The LKF Cup was an annual national domestic cup competition for Lithuanian professional basketball teams. It was organised by the Lithuanian Basketball Federation (Lietuvos Krepšinio Federacija - LKF). The competition's full name was Lietuvos Krepšinio Federacija Taurė (English: Lithuanian Basketball Federation Cup). Before 2007, the LKF Cup wasn't held regularly, but after that, its finals were organised every January, February, or March.

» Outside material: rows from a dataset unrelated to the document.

// Copyright (c) 2025 Felix Kahle.
//
// Permission is hereby granted, free of charge, to any person obtaining
// a copy of this software and associated documentation files (the
// "Software"), to deal in the Software without restriction, including
// without limitation the rights to use, copy, modify, merge, publish,
// distribute, sublicense, and/or sell copies of the Software, and to
// permit persons to whom the Software is furnished to do so, subject to
// the following conditions:
//
// The above copyright notice and this permission notice shall be
// included in all copies or substantial portions of the Software.
//
// THE SOFTWARE IS PROVIDED "AS IS", WITHOUT WARRANTY OF ANY KIND,
// EXPRESS OR IMPLIED, INCLUDING BUT NOT LIMITED TO THE WARRANTIES OF
// MERCHANTABILITY, FITNESS FOR A PARTICULAR PURPOSE AND
// NONINFRINGEMENT. IN NO EVENT SHALL THE AUTHORS OR COPYRIGHT HOLDERS BE
// LIABLE FOR ANY CLAIM, DAMAGES OR OTHER LIABILITY, WHETHER IN AN ACTION
// OF CONTRACT, TORT OR OTHERWISE, ARISING FROM, OUT OF OR IN CONNECTION
// WITH THE SOFTWARE OR THE USE OR OTHER DEALINGS IN THE SOFTWARE.

use libc::c_char;
use std::ffi::{CStr, CString};
use tessera_fmt::{format_arg_via_from, FormatArgs, FormatArgsConfig, FormattableKind};

/// FFI-compatible argument value.
///
/// Only the payload field selected by `kind` is meaningful. For `Text`,
/// `text` points to a NUL-terminated string owned by the handle the value
/// was read from, and `text_len` is its length in bytes without the NUL.
#[repr(C)]
#[derive(Debug, Clone, Copy)]
pub struct FfiFormattable {
    pub kind: FormattableKind,
    pub int64: i64,
    pub double: f64,
    pub boolean: bool,
    pub text: *const c_char,
    pub text_len: usize,
}

impl FfiFormattable {
    #[inline]
    fn empty(kind: FormattableKind) -> Self {
        Self {
            kind,
            int64: 0,
            double: 0.0,
            boolean: false,
            text: std::ptr::null(),
            text_len: 0,
        }
    }

    /// Borrows the text payload of a value owned by a live handle.
    #[inline]
    fn text_of(s: &CStr) -> Self {
        Self {
            text: s.as_ptr(),
            text_len: s.to_bytes().len(),
            ..Self::empty(FormattableKind::Text)
        }
    }
}

impl From<i64> for FfiFormattable {
    #[inline]
    fn from(v: i64) -> Self {
        Self {
            int64: v,
            ..Self::empty(FormattableKind::Int64)
        }
    }
}

impl From<f64> for FfiFormattable {
    #[inline]
    fn from(v: f64) -> Self {
        Self {
            double: v,
            ..Self::empty(FormattableKind::Double)
        }
    }
}

impl From<bool> for FfiFormattable {
    #[inline]
    fn from(v: bool) -> Self {
        Self {
            boolean: v,
            ..Self::empty(FormattableKind::Bool)
        }
    }
}

format_arg_via_from!(FfiFormattable; i64, f64, bool);

/// Opaque collector handle.
#[derive(Debug, Default)]
pub struct TesseraFfiFormatArgs {
    args: FormatArgs<FfiFormattable>,
    strings: Vec<CString>,
}

impl TesseraFfiFormatArgs {
    #[inline]
    pub fn with_capacity(capacity: usize) -> Self {
        Self {
            args: FormatArgs::with_config(
                FormatArgsConfig::default().with_capacity(capacity),
            ),
            strings: Vec::new(),
        }
    }

    /// Copies `text` into the handle and appends it.
    pub fn push_text(&mut self, text: &CStr) {
        let owned = text.to_owned();
        // The heap buffer of a `CString` does not move when the `Vec` grows.
        self.args.push_from(FfiFormattable::text_of(&owned));
        self.strings.push(owned);
    }

    #[inline]
    pub fn args(&self) -> &FormatArgs<FfiFormattable> {
        &self.args
    }

    /// Returns a copy of the argument at `index`.
    ///
    /// # Panics
    ///
    /// This function will panic if `index` is out of bounds.
    #[inline]
    pub fn get(&self, index: usize) -> FfiFormattable {
        assert!(
            index < self.args.len(),
            "called `TesseraFfiFormatArgs::get` with index out of bounds: the len is {} but the index is {}",
            self.args.len(),
            index
        );
        self.args[index]
    }
}

#[inline(always)]
unsafe fn handle_mut<'a>(
    ptr: *mut TesseraFfiFormatArgs,
    caller: &str,
) -> &'a mut TesseraFfiFormatArgs {
    assert!(!ptr.is_null(), "called `{}` with `ptr` as null pointer", caller);
    &mut *ptr
}

#[inline(always)]
unsafe fn handle_ref<'a>(
    ptr: *const TesseraFfiFormatArgs,
    caller: &str,
) -> &'a TesseraFfiFormatArgs {
    assert!(!ptr.is_null(), "called `{}` with `ptr` as null pointer", caller);
    &*ptr
}

/// Creates a new, empty argument collector.
///
/// The returned handle must be released with `tessera_format_args_free`.
#[no_mangle]
pub extern "C" fn tessera_format_args_new() -> *mut TesseraFfiFormatArgs {
    Box::into_raw(Box::default())
}

/// Creates a new, empty argument collector with room for `capacity` arguments.
///
/// The returned handle must be released with `tessera_format_args_free`.
#[no_mangle]
pub extern "C" fn tessera_format_args_with_capacity(
    capacity: usize,
) -> *mut TesseraFfiFormatArgs {
    Box::into_raw(Box::new(TesseraFfiFormatArgs::with_capacity(capacity)))
}

/// Frees a collector and every string it owns.
///
/// # Safety
///
/// The caller must ensure that `ptr` is either null or a valid pointer
/// returned by one of the `tessera_format_args_new*` functions, and that it
/// is not used afterwards.
#[no_mangle]
pub unsafe extern "C" fn tessera_format_args_free(ptr: *mut TesseraFfiFormatArgs) {
    if ptr.is_null() {
        return;
    }
    drop(Box::from_raw(ptr));
}

/// Appends a signed 64-bit integer.
///
/// # Panics
///
/// This function aborts the process if `ptr` is null.
///
/// # Safety
///
/// The caller must ensure that `ptr` is a valid pointer to a `TesseraFfiFormatArgs`.
#[no_mangle]
pub unsafe extern "C" fn tessera_format_args_push_i64(
    ptr: *mut TesseraFfiFormatArgs,
    value: i64,
) {
    handle_mut(ptr, "tessera_format_args_push_i64").args.push(value);
}

/// Appends an unsigned 64-bit integer.
///
/// Values above `INT64_MAX` are logged and stored narrowed to `int64_t`.
///
/// # Panics
///
/// This function aborts the process if `ptr` is null.
///
/// # Safety
///
/// The caller must ensure that `ptr` is a valid pointer to a `TesseraFfiFormatArgs`.
#[no_mangle]
pub unsafe extern "C" fn tessera_format_args_push_u64(
    ptr: *mut TesseraFfiFormatArgs,
    value: u64,
) {
    handle_mut(ptr, "tessera_format_args_push_u64").args.push(value);
}

/// Appends a double.
///
/// # Panics
///
/// This function aborts the process if `ptr` is null.
///
/// # Safety
///
/// The caller must ensure that `ptr` is a valid pointer to a `TesseraFfiFormatArgs`.
#[no_mangle]
pub unsafe extern "C" fn tessera_format_args_push_f64(
    ptr: *mut TesseraFfiFormatArgs,
    value: f64,
) {
    handle_mut(ptr, "tessera_format_args_push_f64").args.push(value);
}

/// Appends a boolean.
///
/// # Panics
///
/// This function aborts the process if `ptr` is null.
///
/// # Safety
///
/// The caller must ensure that `ptr` is a valid pointer to a `TesseraFfiFormatArgs`.
#[no_mangle]
pub unsafe extern "C" fn tessera_format_args_push_bool(
    ptr: *mut TesseraFfiFormatArgs,
    value: bool,
) {
    handle_mut(ptr, "tessera_format_args_push_bool").args.push(value);
}

/// Appends a copy of the NUL-terminated string `text`.
///
/// A null `text` is stored as an empty string.
///
/// # Panics
///
/// This function aborts the process if `ptr` is null.
///
/// # Safety
///
/// The caller must ensure that `ptr` is a valid pointer to a `TesseraFfiFormatArgs`,
/// and that `text` is null or points to a valid NUL-terminated string.
#[no_mangle]
pub unsafe extern "C" fn tessera_format_args_push_str(
    ptr: *mut TesseraFfiFormatArgs,
    text: *const c_char,
) {
    let handle = handle_mut(ptr, "tessera_format_args_push_str");
    if text.is_null() {
        tracing::warn!("`tessera_format_args_push_str` called with null text; storing empty text");
        handle.push_text(c"");
        return;
    }
    handle.push_text(CStr::from_ptr(text));
}

/// Returns the number of collected arguments.
///
/// # Panics
///
/// This function aborts the process if `ptr` is null.
///
/// # Safety
///
/// The caller must ensure that `ptr` is a valid pointer to a `TesseraFfiFormatArgs`.
#[no_mangle]
pub unsafe extern "C" fn tessera_format_args_len(ptr: *const TesseraFfiFormatArgs) -> usize {
    handle_ref(ptr, "tessera_format_args_len").args.len()
}

/// Returns a pointer to the first of `tessera_format_args_len` contiguous
/// arguments, in insertion order.
///
/// The pointer stays valid until the next push into, or the release of, the
/// handle.
///
/// # Panics
///
/// This function aborts the process if `ptr` is null.
///
/// # Safety
///
/// The caller must ensure that `ptr` is a valid pointer to a `TesseraFfiFormatArgs`.
#[no_mangle]
pub unsafe extern "C" fn tessera_format_args_data(
    ptr: *const TesseraFfiFormatArgs,
) -> *const FfiFormattable {
    handle_ref(ptr, "tessera_format_args_data").args.as_ptr()
}

/// Returns a copy of the argument at `index`.
///
/// # Panics
///
/// This function aborts the process if `ptr` is null or if `index` is out of bounds.
///
/// # Safety
///
/// The caller must ensure that `ptr` is a valid pointer to a `TesseraFfiFormatArgs`.
#[no_mangle]
pub unsafe extern "C" fn tessera_format_args_get(
    ptr: *const TesseraFfiFormatArgs,
    index: usize,
) -> FfiFormattable {
    handle_ref(ptr, "tessera_format_args_get").get(index)
}

#[cfg(test)]
mod tests {
    use super::*;
    use std::ptr::null_mut;

    unsafe fn text_at(value: &FfiFormattable) -> &str {
        assert_eq!(value.kind, FormattableKind::Text);
        let s = CStr::from_ptr(value.text).to_str().unwrap();
        assert_eq!(s.len(), value.text_len);
        s
    }

    #[test]
    fn test_data_mirrors_insertion_order() {
        unsafe {
            let handle = tessera_format_args_new();
            tessera_format_args_push_str(handle, c"Joe".as_ptr());
            tessera_format_args_push_u64(handle, 96);
            tessera_format_args_push_f64(handle, 0.75);
            tessera_format_args_push_bool(handle, true);

            let len = tessera_format_args_len(handle);
            assert_eq!(len, 4);
            let data = std::slice::from_raw_parts(tessera_format_args_data(handle), len);

            assert_eq!(text_at(&data[0]), "Joe");
            assert_eq!(data[1].kind, FormattableKind::Int64);
            assert_eq!(data[1].int64, 96);
            assert_eq!(data[2].kind, FormattableKind::Double);
            assert_eq!(data[2].double, 0.75);
            assert_eq!(data[3].kind, FormattableKind::Bool);
            assert!(data[3].boolean);

            tessera_format_args_free(handle);
        }
    }

    #[test]
    fn test_strings_survive_storage_growth() {
        unsafe {
            let handle = tessera_format_args_with_capacity(1);
            let words = ["alpha", "beta", "gamma", "delta", "epsilon", "zeta"];
            for w in words {
                let c = CString::new(w).unwrap();
                tessera_format_args_push_str(handle, c.as_ptr());
            }
            let len = tessera_format_args_len(handle);
            let data = std::slice::from_raw_parts(tessera_format_args_data(handle), len);
            for (value, expected) in data.iter().zip(words) {
                assert_eq!(text_at(value), expected);
            }
            tessera_format_args_free(handle);
        }
    }

    #[test]
    fn test_u64_beyond_i64_is_narrowed() {
        unsafe {
            let handle = tessera_format_args_new();
            tessera_format_args_push_u64(handle, (1u64 << 63) + 5);
            tessera_format_args_push_i64(handle, -3);
            assert_eq!(tessera_format_args_get(handle, 0).int64, i64::MIN + 5);
            assert_eq!(tessera_format_args_get(handle, 1).int64, -3);
            tessera_format_args_free(handle);
        }
    }

    #[test]
    fn test_null_text_is_empty_string() {
        unsafe {
            let handle = tessera_format_args_new();
            tessera_format_args_push_str(handle, std::ptr::null());
            let value = tessera_format_args_get(handle, 0);
            assert_eq!(text_at(&value), "");
            assert_eq!((*handle).args().len(), 1);
            tessera_format_args_free(handle);
        }
    }

    #[test]
    fn test_free_null_is_noop() {
        unsafe { tessera_format_args_free(null_mut()) };
    }

    // The exported functions cannot unwind, so the fail-fast checks are
    // exercised through the Rust helpers they delegate to.

    #[test]
    #[should_panic(expected = "called `tessera_format_args_len` with `ptr` as null pointer")]
    fn test_null_handle_ref_panics() {
        unsafe {
            handle_ref(std::ptr::null(), "tessera_format_args_len");
        }
    }

    #[test]
    #[should_panic(expected = "called `tessera_format_args_push_i64` with `ptr` as null pointer")]
    fn test_null_handle_mut_panics() {
        unsafe {
            handle_mut(null_mut(), "tessera_format_args_push_i64");
        }
    }

    #[test]
    #[should_panic(expected = "index out of bounds: the len is 1 but the index is 1")]
    fn test_get_out_of_bounds_panics() {
        let mut handle = TesseraFfiFormatArgs::default();
        handle.push_text(c"only");
        let _ = handle.get(1);
    }

    #[test]
    fn test_get_in_bounds() {
        let mut handle = TesseraFfiFormatArgs::with_capacity(2);
        handle.args.push(7i64);
        assert_eq!(handle.get(0).kind, FormattableKind::Int64);
        assert_eq!(handle.get(0).int64, 7);
    }
}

Between 2007 and 2014, the competition was played between teams from the LKL, the NKL, and the RKL. In 2015, the LKF decided to change the competition format, and it was then played between the top eight qualified teams of the LKL, after the first half of the season.

Only three teams, (Žalgiris, Lietuvos rytas, and Prienai) won the cup.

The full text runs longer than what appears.